The only thing to do, I’ve found, is to turn off the heat. It’s only when the pot has cooled down that you can start to work with the sauce. That looks different for each of us, but I’d bet that for most of us it means stepping back and trying to relate to each other, and not merely attacking the issue at hand. It means challenging the way things are and asking how they got there in the first place. It means curiosity: why are we reacting this way? What do we all want? How can we really get to where we want to go?

For me, it’s important to remember that anger, whether it simmers (stays internal) or boils over (is externally expressed) is only useful if I do two things: think about it critically, and then once I’ve made sense of it, express it.

For someone who tends to fly off the proverbial handle, this means asking those deeper questions, and for someone like me, it means not stopping at those questions, but continuing on to share my feelings after those questions have been asked.

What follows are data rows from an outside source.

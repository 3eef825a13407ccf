use std::any::TypeId;

use downcast_rs::{impl_downcast, Downcast};

use crate::errors::SendError;
use crate::message::{BoxedMessage, Message};
use crate::types::ActorId;

/// Identity of the processor a message arrived from.
///
/// The runtime replacement for dispatching on the sender's static type:
/// receivers that care who sent a message match on [`Origin::is`].
#[derive(Debug, Clone, Copy, PartialEq, Eq)]
pub struct Origin {
    actor: ActorId,
    type_id: TypeId,
    name: &'static str,
}

impl Origin {
    pub fn new(actor: ActorId, type_id: TypeId, name: &'static str) -> Self {
        Self {
            actor,
            type_id,
            name,
        }
    }

    /// Dense index of the sending processor.
    pub fn actor(&self) -> ActorId {
        self.actor
    }

    /// True when the sending processor is of type `A`.
    pub fn is<A: 'static>(&self) -> bool {
        self.type_id == TypeId::of::<A>()
    }

    /// Human-readable name of the sending processor type.
    pub fn name(&self) -> &'static str {
        self.name
    }
}

/// Capability to emit messages from inside `tick`/`receive`.
///
/// Sends resolve the carrying edge from (calling processor, destination
/// processor type, message type); sending along an undeclared edge is a
/// runtime error. A send enqueues without blocking and wakes the thread
/// currently driving the destination processor.
pub trait Outbox {
    /// Type-erased send: routes `msg` along the edge declared from the
    /// calling processor to the processor type identified by `to`.
    fn send_boxed(&self, to: TypeId, msg: BoxedMessage) -> Result<(), SendError>;

    /// Dense index of the processor this outbox belongs to.
    fn from_actor(&self) -> ActorId;
}

impl<'a> dyn Outbox + 'a {
    /// Send `msg` to the (single) processor of type `To`.
    pub fn send<To, M>(&self, msg: M) -> Result<(), SendError>
    where
        To: 'static,
        M: Message,
    {
        self.send_boxed(TypeId::of::<To>(), Box::new(msg))
    }
}

/// A node in the message-passing graph.
///
/// Processors are single-threaded from their own point of view: the runtime
/// never runs `tick` or `receive` for one processor concurrently with
/// itself, so implementations keep plain mutable state. Both hooks must be
/// fast and self-contained; a panic from either is caught at cycle
/// granularity, cataloged, and does not stop the system.
pub trait MessageProcessor: Downcast + Send {
    /// Self-driven activity, invoked once per scheduling cycle.
    /// Return `true` when the call produced output, so the driving thread
    /// knows it is not idle.
    fn tick(&mut self, outbox: &dyn Outbox) -> bool {
        let _ = outbox;
        false
    }

    /// React to one inbound message.
    fn receive(&mut self, from: Origin, msg: BoxedMessage, outbox: &dyn Outbox) {
        let _ = (msg, outbox);
        tracing::trace!(from = from.name(), "message dropped by default receive");
    }
}
impl_downcast!(MessageProcessor);
use std::any::TypeId;

use downcast_rs::{impl_downcast, Downcast};

/// A value that travels along an edge of the processor graph.
///
/// Implementors are plain data types; the runtime never inspects a message
/// beyond its type tag, which it uses to resolve the carrying edge.
///
/// ```
/// use shardpool_api::Message;
///
/// #[derive(Debug)]
/// struct IntMessage(i64);
///
/// impl Message for IntMessage {}
/// ```
pub trait Message: Downcast + Send {}
impl_downcast!(Message);

/// Owned, type-erased message as it sits in an edge queue.
pub type BoxedMessage = Box<dyn Message>;

impl dyn Message {
    /// Runtime tag of the concrete message type, used by the edge registry.
    pub fn type_tag(&self) -> TypeId {
        self.as_any().type_id()
    }
}

impl std::fmt::Debug for dyn Message {
    fn fmt(&self, f: &mut std::fmt::Formatter<'_>) -> std::fmt::Result {
        write!(f, "dyn Message")
    }
}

I wonder what would happen if we got more curious about our own thoughts and the thoughts of others. I wonder if it would look more like integration than division. Because the truth is this: no matter what your cooking methods are, all food has to cool down before it can be eaten. And eating—that act of communion and comfort and joy—is the whole point of food—ideas and emotions—in the first place.

I wonder what could happen if we learned to enjoy that meal together.